* **What is needed**: Repeat all of the records verbatim.

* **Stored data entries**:
= = = = = = =
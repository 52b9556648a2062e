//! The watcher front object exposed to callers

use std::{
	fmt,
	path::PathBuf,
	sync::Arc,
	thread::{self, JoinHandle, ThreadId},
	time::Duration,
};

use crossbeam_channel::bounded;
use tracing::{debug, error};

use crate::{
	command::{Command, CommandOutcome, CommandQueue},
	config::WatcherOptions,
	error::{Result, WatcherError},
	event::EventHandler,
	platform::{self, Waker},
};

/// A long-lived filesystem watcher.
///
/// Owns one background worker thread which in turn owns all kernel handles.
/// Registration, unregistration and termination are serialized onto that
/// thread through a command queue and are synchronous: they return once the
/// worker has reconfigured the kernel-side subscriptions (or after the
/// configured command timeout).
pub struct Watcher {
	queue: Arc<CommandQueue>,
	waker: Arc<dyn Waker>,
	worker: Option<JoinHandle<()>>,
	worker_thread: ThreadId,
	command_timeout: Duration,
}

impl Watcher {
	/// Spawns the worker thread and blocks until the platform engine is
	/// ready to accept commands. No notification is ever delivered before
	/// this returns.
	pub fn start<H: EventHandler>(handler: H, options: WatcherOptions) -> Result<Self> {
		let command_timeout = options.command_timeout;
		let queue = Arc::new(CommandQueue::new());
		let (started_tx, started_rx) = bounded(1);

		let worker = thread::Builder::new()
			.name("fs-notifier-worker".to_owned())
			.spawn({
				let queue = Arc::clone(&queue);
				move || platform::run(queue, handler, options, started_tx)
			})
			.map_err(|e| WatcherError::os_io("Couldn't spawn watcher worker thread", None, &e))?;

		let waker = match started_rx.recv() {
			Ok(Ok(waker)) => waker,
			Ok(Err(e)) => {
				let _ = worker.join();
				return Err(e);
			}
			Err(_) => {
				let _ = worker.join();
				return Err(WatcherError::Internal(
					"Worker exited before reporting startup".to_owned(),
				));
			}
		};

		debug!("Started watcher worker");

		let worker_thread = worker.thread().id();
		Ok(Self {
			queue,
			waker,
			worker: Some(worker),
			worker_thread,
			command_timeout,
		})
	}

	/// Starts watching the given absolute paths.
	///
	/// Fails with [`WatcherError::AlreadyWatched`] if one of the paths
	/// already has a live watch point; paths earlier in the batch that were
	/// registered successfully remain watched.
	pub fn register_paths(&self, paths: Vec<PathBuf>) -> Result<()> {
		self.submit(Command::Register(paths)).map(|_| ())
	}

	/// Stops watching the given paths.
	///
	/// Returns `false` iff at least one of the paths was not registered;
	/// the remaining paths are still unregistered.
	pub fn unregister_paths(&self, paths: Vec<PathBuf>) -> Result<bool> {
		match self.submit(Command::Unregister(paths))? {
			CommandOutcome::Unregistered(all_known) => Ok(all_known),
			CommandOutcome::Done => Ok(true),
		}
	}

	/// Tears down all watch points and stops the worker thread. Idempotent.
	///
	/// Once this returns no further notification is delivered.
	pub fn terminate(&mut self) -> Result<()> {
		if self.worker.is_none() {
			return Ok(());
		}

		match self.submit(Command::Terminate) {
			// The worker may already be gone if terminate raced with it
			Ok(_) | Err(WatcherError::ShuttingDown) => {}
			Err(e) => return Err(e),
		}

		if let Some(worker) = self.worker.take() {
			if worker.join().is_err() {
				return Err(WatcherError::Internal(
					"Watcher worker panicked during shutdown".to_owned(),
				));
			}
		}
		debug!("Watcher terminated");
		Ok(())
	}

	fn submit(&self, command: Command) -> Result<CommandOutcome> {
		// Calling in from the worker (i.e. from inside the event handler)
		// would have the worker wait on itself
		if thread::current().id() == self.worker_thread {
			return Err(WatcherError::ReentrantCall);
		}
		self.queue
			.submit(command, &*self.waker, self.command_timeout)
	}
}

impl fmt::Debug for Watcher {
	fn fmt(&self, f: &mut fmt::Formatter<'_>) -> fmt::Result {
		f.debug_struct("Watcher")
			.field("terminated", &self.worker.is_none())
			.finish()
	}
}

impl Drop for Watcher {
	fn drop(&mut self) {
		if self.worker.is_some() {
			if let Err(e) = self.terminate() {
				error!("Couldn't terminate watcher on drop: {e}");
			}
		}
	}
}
= = = = = = =
* **Answer to the problem**:
repository 52b9556648a2062e
//! The watcher front object exposed to callers

use std::{
	fmt,
	path::PathBuf,
	sync::Arc,
	thread::{self, JoinHandle, ThreadId},
	time::Duration,
};

use crossbeam_channel::bounded;
use tracing::{debug, error};

use crate::{
	command::{Command, CommandOutcome, CommandQueue},
	config::WatcherOptions,
	error::{Result, WatcherError},
	event::EventHandler,
	platform::{self, Waker},
};

/// A long-lived filesystem watcher.
///
/// Owns one background worker thread which in turn owns all kernel handles.
/// Registration, unregistration and termination are serialized onto that
/// thread through a command queue and are synchronous: they return once the
/// worker has reconfigured the kernel-side subscriptions (or after the
/// configured command timeout).
pub struct Watcher {
	queue: Arc<CommandQueue>,
	waker: Arc<dyn Waker>,
	worker: Option<JoinHandle<()>>,
	worker_thread: ThreadId,
	command_timeout: Duration,
}

impl Watcher {
	/// Spawns the worker thread and blocks until the platform engine is
	/// ready to accept commands. No notification is ever delivered before
	/// this returns.
	pub fn start<H: EventHandler>(handler: H, options: WatcherOptions) -> Result<Self> {
		let command_timeout = options.command_timeout;
		let queue = Arc::new(CommandQueue::new());
		let (started_tx, started_rx) = bounded(1);

		let worker = thread::Builder::new()
			.name("fs-notifier-worker".to_owned())
			.spawn({
				let queue = Arc::clone(&queue);
				move || platform::run(queue, handler, options, started_tx)
			})
			.map_err(|e| WatcherError::os_io("Couldn't spawn watcher worker thread", None, &e))?;

		let waker = match started_rx.recv() {
			Ok(Ok(waker)) => waker,
			Ok(Err(e)) => {
				let _ = worker.join();
				return Err(e);
			}
			Err(_) => {
				let _ = worker.join();
				return Err(WatcherError::Internal(
					"Worker exited before reporting startup".to_owned(),
				));
			}
		};

		debug!("Started watcher worker");

		let worker_thread = worker.thread().id();
		Ok(Self {
			queue,
			waker,
			worker: Some(worker),
			worker_thread,
			command_timeout,
		})
	}

	/// Starts watching the given absolute paths.
	///
	/// Fails with [`WatcherError::AlreadyWatched`] if one of the paths
	/// already has a live watch point; paths earlier in the batch that were
	/// registered successfully remain watched.
	pub fn register_paths(&self, paths: Vec<PathBuf>) -> Result<()> {
		self.submit(Command::Register(paths)).map(|_| ())
	}

	/// Stops watching the given paths.
	///
	/// Returns `false` iff at least one of the paths was not registered;
	/// the remaining paths are still unregistered.
	pub fn unregister_paths(&self, paths: Vec<PathBuf>) -> Result<bool> {
		match self.submit(Command::Unregister(paths))? {
			CommandOutcome::Unregistered(all_known) => Ok(all_known),
			CommandOutcome::Done => Ok(true),
		}
	}

	/// Tears down all watch points and stops the worker thread. Idempotent.
	///
	/// Once this returns no further notification is delivered.
	pub fn terminate(&mut self) -> Result<()> {
		if self.worker.is_none() {
			return Ok(());
		}

		match self.submit(Command::Terminate) {
			// The worker may already be gone if terminate raced with it
			Ok(_) | Err(WatcherError::ShuttingDown) => {}
			Err(e) => return Err(e),
		}

		if let Some(worker) = self.worker.take() {
			if worker.join().is_err() {
				return Err(WatcherError::Internal(
					"Watcher worker panicked during shutdown".to_owned(),
				));
			}
		}
		debug!("Watcher terminated");
		Ok(())
	}

	fn submit(&self, command: Command) -> Result<CommandOutcome> {
		// Calling in from the worker (i.e. from inside the event handler)
		// would have the worker wait on itself
		if thread::current().id() == self.worker_thread {
			return Err(WatcherError::ReentrantCall);
		}
		self.queue
			.submit(command, &*self.waker, self.command_timeout)
	}
}

impl fmt::Debug for Watcher {
	fn fmt(&self, f: &mut fmt::Formatter<'_>) -> fmt::Result {
		f.debug_struct("Watcher")
			.field("terminated", &self.worker.is_none())
			.finish()
	}
}

impl Drop for Watcher {
	fn drop(&mut self) {
		if self.worker.is_some() {
			if let Err(e) = self.terminate() {
				error!("Couldn't terminate watcher on drop: {e}");
			}
		}
	}
}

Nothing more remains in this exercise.